Third, understand that you might simply be unable to fill vacant units or find tenants during this time due to…well, a truly unprecedented time of uncertainty. The health and safety of everyone, including yourself, should be top priority.
List the unit at a competitive price
If you’re usually able to fill this particular unit easily but aren’t getting any bites, it’s time to change your bait. Try offering a more competitive price. If you can’t afford to rent the unit at that price for a long stretch of time, offer to keep the rent at a discounted rate for the first few months.
Explain that everything will be remote
In the listing, it might help to be clear that the applicant will not have to meet face-to-face with you. Renters have to consider their own safety and the safety of others and probably do not want to risk having to meet with you face-to-face. Explain how you will have an entirely remote process set up so that you can show them the unit, screen them, and sign the lease—all without having to meet in-person. You might want to also set up video call to “meet” them.
Use tenant prequalifications
Even though you might be thinking short-term of trying to get a unit filled with anyone, you don’t want to have to go through the messy process of an eviction later. Using tenant prequalifications is an easy way to see if the applicants are qualified for your unit and can easily be done through the phone. RentRedi, for example, has a mobile tenant prequalification survey that lets the applicant self-report their information so you can compare it against your minimum standards.
Create a virtual tour of the place
Show the rental remotely with a virtual walk-through and tour of the place. This can give the applicant a “real feel” for the unit (versus relying solely on pictures in the listing) and can be linked in your listing. You can also use video calls to meet the applicant and show the unit, but be sure you are adhering to CDC-recommended social distancing practices and not leaving your house if you are ill in any capacity.

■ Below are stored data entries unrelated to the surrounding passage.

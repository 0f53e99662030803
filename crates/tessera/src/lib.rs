//! # Tessera
//!
//! Facade over [`tessera_ui`] plus the sample scene used by the
//! `tessera_demo` binary.
//!
//! ## Modules
//!
//! - [`tessera_ui`]: node arena, decorators, layout, routing and widgets
//! - [`batch`]: lowers draw calls to vertex batches for GPU upload
//! - [`scene`]: a settings window exercising every widget

pub use tessera_ui::*;

pub mod batch;

/// Sample scene.
pub mod scene {
    use tracing::{info, warn};

    use tessera_ui::widgets::{CheckBox, Field, ScrollPane, Slider, Text, Window};
    use tessera_ui::{Axis, Container, Flow, NodeId, Ui, UiResult, Vec2};

    /// Handles to the interesting nodes of the demo scene.
    #[derive(Debug, Clone, Copy)]
    pub struct DemoScene {
        /// The settings window.
        pub window: NodeId,
        /// Name entry field.
        pub field: NodeId,
        /// Toggle.
        pub check: NodeId,
        /// Volume slider.
        pub slider: NodeId,
        /// Scrolled submission log.
        pub scroll: NodeId,
        /// Auto-growing list inside the scroll pane.
        pub log: NodeId,
    }

    /// Builds a window holding a field, a check box, a slider and a scrolled
    /// log that collects every submitted line.
    pub fn build_demo_scene(ui: &mut Ui) -> UiResult<DemoScene> {
        let root = ui.root();
        let tree = ui.tree_mut();
        let window = Window::build(tree, Vec2::new(40.0, 40.0), Vec2::new(420.0, 320.0), "Settings")?;

        let log = Container::auto(tree, Vec2::ZERO, Flow::Vertical);
        let field = Field::build(tree, Vec2::new(10.0, 10.0), Vec2::new(390.0, 24.0), "Name", 16, move |tree, text| {
            info!(text, "line submitted");
            let line = Text::label(tree, text);
            if let Err(err) = tree.add_component(log, line, false) {
                warn!("dropping submitted line: {err}");
                tree.remove_node(line);
            }
        })?;

        let check = CheckBox::new(false)
            .with_on_toggle(|_, checked| info!(checked, "toggled"))
            .build(tree, Vec2::new(10.0, 50.0), Vec2::new(16.0, 16.0));
        let slider = Slider::new(Axis::Horizontal)
            .with_value(0.5)
            .with_on_change(|_, value| info!(value, "volume changed"))
            .build(tree, Vec2::new(40.0, 52.0), Vec2::new(200.0, 12.0));

        for line in ["ready", "type a name and press enter"] {
            let label = Text::label(tree, line);
            tree.add_component(log, label, false)?;
        }
        tree.set_offset(log, Vec2::new(10.0, 80.0));
        let scroll = ScrollPane::build(tree, log, Vec2::new(300.0, 150.0))?;

        for id in [field, check, slider, scroll] {
            tree.add_both(window, id, false)?;
        }
        tree.add_both(root, window, false)?;

        Ok(DemoScene { window, field, check, slider, scroll, log })
    }

    #[cfg(test)]
    mod tests {
        use super::*;
        use tessera_ui::widgets::TextBox;
        use tessera_ui::{Key, KeyEvent, KeyPhase, Modifiers, MonospaceMetrics, UiConfig};

        fn ui() -> Ui {
            Ui::new(UiConfig::default(), Vec2::new(800.0, 600.0), MonospaceMetrics::default())
        }

        #[test]
        fn test_scene_lands_in_window_content() {
            let mut ui = ui();
            let scene = build_demo_scene(&mut ui).unwrap();
            let tree = ui.tree();
            let content = tree.widget::<Window>(scene.window).unwrap().content();

            for id in [scene.field, scene.check, scene.slider, scene.scroll] {
                assert_eq!(tree.parent(id), Some(content));
                assert!(tree.listeners(content).contains(&id));
            }
            assert_eq!(tree.parent(scene.log), Some(scene.scroll));
        }

        #[test]
        fn test_submitted_line_grows_log() {
            let mut ui = ui();
            let scene = build_demo_scene(&mut ui).unwrap();
            let tree = ui.tree_mut();
            let text_box = tree.widget::<Field>(scene.field).unwrap().text_box();
            let height = tree.node(scene.log).unwrap().size.y;

            for key in [Key::Char('h'), Key::Char('i'), Key::Enter] {
                tree.deliver_key(text_box, KeyPhase::Pressed, KeyEvent { key, modifiers: Modifiers::default() });
            }

            assert_eq!(tree.widget::<TextBox>(text_box).unwrap().text(), "hi");
            assert_eq!(tree.children(scene.log).len(), 3);
            assert!(tree.node(scene.log).unwrap().size.y > height);
        }
    }
}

Use online or mobile applications
With much of the world going mobile, there are plenty of ways to send and receive applications using technology. RentRedi’s tenant app has a mobile application tenants can fill out and send to your, along with their completed background check. (Our background checks are tenant-paid, $35 from TransUnion, with full credit, criminal, and eviction reports.)
Create an electronic lease
There are plenty of ways to send and sign electronic leases these days. RentRedi, for instance, lets you embed DocuSign lease links in your acceptance emails, so that you can let the tenant know they’ve been accepted and send the lease, all in one message.
Do a month-to-month lease
There’s a lot you can do to get a unit filled during a crisis that doesn’t involve having to meet the tenant face-to-face. But, let’s face it, there’s probably still a lot of concern about signing on with a tenant you’ve never met. Just in case the tenant doesn’t turn out to be a good tenant, make sure you do a month to month lease so that once things return to normal, you can end the lease far more easily than a 12-month lease.
A lot of property management can be done online these days, including prequalifying tenants, applications, virtual viewings, mobile tenant screening, signing electronic leases, and mobile rent payments. Additionally, if you are struggling to get a unit filled and have concerns about mortgage payments, call your mortgage provider to defer payments.